When Streeruwitz left Austria to represent the country at the 10th General Assembly of the League of Nations, his opponents used his absence to coordinate his overthrow and to agree on a successor: Johann Schober, an independent who had already been chancellor from 1921 to 1922, was to take the reins again.
On September 20, in order to ratchet up the pressure and bring matters to a head, the Heimwehr began openly threatening a coup d'état should the government fail to comply with its demands for constitutional reform. The threat was taken seriously, including abroad. The stock market and the exchange rate of the schilling took an immediate and worrying hit.
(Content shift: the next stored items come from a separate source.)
//! In-memory [`Store`] for tests. Transactions work on a snapshot of the
//! tables that replaces the shared copy on commit.

use std::collections::{BTreeMap, BTreeSet};
use std::sync::{Arc, Mutex};

use async_trait::async_trait;
use time::{OffsetDateTime, PrimitiveDateTime};

use crate::config::UserRules;
use crate::users::dto::UserDto;
use crate::users::error::{StoreError, ValidationError};
use crate::users::repo::{Session, Store, UserDao, UserPermissionDao};
use crate::users::repo_types::{Permission, PgUserRow};

#[derive(Debug, Clone, Default)]
struct Tables {
    next_id: i64,
    users: BTreeMap<i64, PgUserRow>,
    permissions: BTreeMap<i64, Permission>,
    links: BTreeSet<(i64, i64)>,
}

impl Tables {
    /// Mirrors the `UNIQUE (username)` constraint.
    fn username_taken(&self, username: &str, except: Option<i64>) -> bool {
        self.users
            .values()
            .any(|r| r.username == username && Some(r.id) != except)
    }
}

#[derive(Clone)]
pub struct MemoryStore {
    shared: Arc<Mutex<Tables>>,
    failures: Arc<Mutex<BTreeSet<&'static str>>>,
    rules: Arc<UserRules>,
}

impl MemoryStore {
    pub fn new(rules: Arc<UserRules>) -> Self {
        let mut tables = Tables::default();
        for (id, identifier) in [(1, "users.read"), (2, "users.write"), (3, "users.delete")] {
            tables.permissions.insert(
                id,
                Permission {
                    id,
                    identifier: identifier.into(),
                    description: format!("{identifier} permission"),
                },
            );
        }
        Self {
            shared: Arc::new(Mutex::new(tables)),
            failures: Arc::default(),
            rules,
        }
    }

    /// Makes every later call of the named DAO operation fail.
    pub fn fail_on(&self, operation: &'static str) {
        self.failures.lock().unwrap().insert(operation);
    }

    pub fn user_count(&self) -> usize {
        self.shared.lock().unwrap().users.len()
    }

    pub fn link_count(&self, user_id: i64) -> usize {
        self.shared
            .lock()
            .unwrap()
            .links
            .iter()
            .filter(|(u, _)| *u == user_id)
            .count()
    }

    pub fn stored_username(&self, user_id: i64) -> Option<String> {
        self.shared
            .lock()
            .unwrap()
            .users
            .get(&user_id)
            .map(|r| r.username.clone())
    }

    fn open(&self, transactional: bool) -> Box<dyn Session> {
        let work = transactional.then(|| self.shared.lock().unwrap().clone());
        Box::new(MemorySession {
            shared: self.shared.clone(),
            failures: self.failures.clone(),
            rules: self.rules.clone(),
            work,
        })
    }
}

#[async_trait]
impl Store for MemoryStore {
    async fn session(&self) -> Result<Box<dyn Session>, StoreError> {
        Ok(self.open(false))
    }

    async fn begin(&self) -> Result<Box<dyn Session>, StoreError> {
        Ok(self.open(true))
    }
}

struct MemorySession {
    shared: Arc<Mutex<Tables>>,
    failures: Arc<Mutex<BTreeSet<&'static str>>>,
    rules: Arc<UserRules>,
    work: Option<Tables>,
}

impl MemorySession {
    fn check(&self, operation: &'static str) -> Result<(), StoreError> {
        if self.failures.lock().unwrap().contains(operation) {
            return Err(StoreError::Backend(format!("injected failure in {operation}")));
        }
        Ok(())
    }

    fn tables<R>(&mut self, f: impl FnOnce(&mut Tables) -> R) -> R {
        match &mut self.work {
            Some(tables) => f(tables),
            None => f(&mut self.shared.lock().unwrap()),
        }
    }

    fn hydrate(&self, record: PgUserRow) -> Result<UserDto, StoreError> {
        let id = record.id;
        let row = record
            .into_row(&self.rules)
            .map_err(|source| ValidationError::Unformattable {
                field: "users row",
                value: id.to_string(),
                source,
            })?;
        Ok(UserDto::from_row(self.rules.clone(), &row)?)
    }
}

fn now() -> PrimitiveDateTime {
    let now = OffsetDateTime::now_utc();
    PrimitiveDateTime::new(now.date(), now.time())
}

#[async_trait]
impl UserDao for MemorySession {
    async fn get_all(&mut self) -> Result<Vec<UserDto>, StoreError> {
        self.check("get_all")?;
        let records: Vec<_> = self.tables(|t| t.users.values().cloned().collect());
        records.into_iter().map(|r| self.hydrate(r)).collect()
    }

    async fn get_by_id(&mut self, id: i64) -> Result<Option<UserDto>, StoreError> {
        self.check("get_by_id")?;
        let record = self.tables(|t| t.users.get(&id).cloned());
        record.map(|r| self.hydrate(r)).transpose()
    }

    async fn get_by_username(&mut self, username: &str) -> Result<Option<UserDto>, StoreError> {
        self.check("get_by_username")?;
        let record = self.tables(|t| t.users.values().find(|r| r.username == username).cloned());
        record.map(|r| self.hydrate(r)).transpose()
    }

    async fn create(&mut self, user: &mut UserDto) -> Result<(), StoreError> {
        self.check("create")?;
        let created_at = now();
        let (username, password_hash, email) = (
            user.username().to_string(),
            user.password_hash().to_string(),
            user.email().to_string(),
        );
        let id = self.tables(|t| {
            if t.username_taken(&username, None) {
                return Err(StoreError::UsernameTaken(username));
            }
            t.next_id += 1;
            let id = t.next_id;
            t.users.insert(
                id,
                PgUserRow {
                    id,
                    username,
                    password_hash,
                    email,
                    created_at,
                    last_modified_at: None,
                },
            );
            Ok(id)
        })?;
        user.set_id(id)?;
        user.set_creation_date(created_at);
        Ok(())
    }

    async fn update(&mut self, user: &mut UserDto) -> Result<(), StoreError> {
        self.check("update")?;
        let id = user.ensure_updatable()?;
        let modified = now();
        let (username, password_hash, email) = (
            user.username().to_string(),
            user.password_hash().to_string(),
            user.email().to_string(),
        );
        self.tables(|t| {
            if t.username_taken(&username, Some(id)) {
                return Err(StoreError::UsernameTaken(username));
            }
            let record = t.users.get_mut(&id).ok_or(StoreError::MissingUser(id))?;
            record.username = username;
            record.password_hash = password_hash;
            record.email = email;
            record.last_modified_at = Some(modified);
            Ok::<_, StoreError>(())
        })?;
        user.set_last_modification_date(Some(modified));
        Ok(())
    }

    async fn delete(&mut self, user: &UserDto) -> Result<(), StoreError> {
        self.check("delete")?;
        let id = user.ensure_deletable()?;
        self.tables(|t| match t.users.remove(&id) {
            Some(_) => Ok(()),
            None => Err(StoreError::MissingUser(id)),
        })
    }
}

#[async_trait]
impl UserPermissionDao for MemorySession {
    async fn create_many(
        &mut self,
        user_id: i64,
        permission_ids: &[i64],
    ) -> Result<(), StoreError> {
        self.check("create_many")?;
        self.tables(|t| {
            if !t.users.contains_key(&user_id) {
                return Err(StoreError::MissingUser(user_id));
            }
            // the link set merges repeated ids, as the Postgres session does
            for &permission_id in permission_ids {
                if !t.permissions.contains_key(&permission_id) {
                    return Err(StoreError::UnknownPermission(permission_id));
                }
                t.links.insert((user_id, permission_id));
            }
            Ok(())
        })
    }

    async fn delete_all_by_user_id(&mut self, user_id: i64) -> Result<u64, StoreError> {
        self.check("delete_all_by_user_id")?;
        Ok(self.tables(|t| {
            let before = t.links.len();
            t.links.retain(|(u, _)| *u != user_id);
            (before - t.links.len()) as u64
        }))
    }

    async fn get_by_user_id(&mut self, user_id: i64) -> Result<Vec<Permission>, StoreError> {
        self.check("get_by_user_id")?;
        Ok(self.tables(|t| {
            t.links
                .iter()
                .filter(|(u, _)| *u == user_id)
                .filter_map(|(_, p)| t.permissions.get(p).cloned())
                .collect()
        }))
    }
}

#[async_trait]
impl Session for MemorySession {
    async fn commit(self: Box<Self>) -> Result<(), StoreError> {
        if let Some(work) = self.work {
            *self.shared.lock().unwrap() = work;
        }
        Ok(())
    }

    async fn rollback(self: Box<Self>) -> Result<(), StoreError> {
        Ok(())
    }
}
By the early hours of September 25, Streeruwitz was widely considered a dead man walking. The Heimwehr announced they were confident that Streeruwitz would be gone by nightfall. Realizing that the announcement reflected a backroom deal between the Heimwehr and parts of his own party, the chancellor bowed to the inevitable, going so far as to proclaim his support for Schober as his successor.
Streeruwitz tendered his resignation in the afternoon, although he agreed to stay on in a nominal caretaker capacity until his successor could be formally appointed the next day.

On September 26, the third Schober government was sworn in.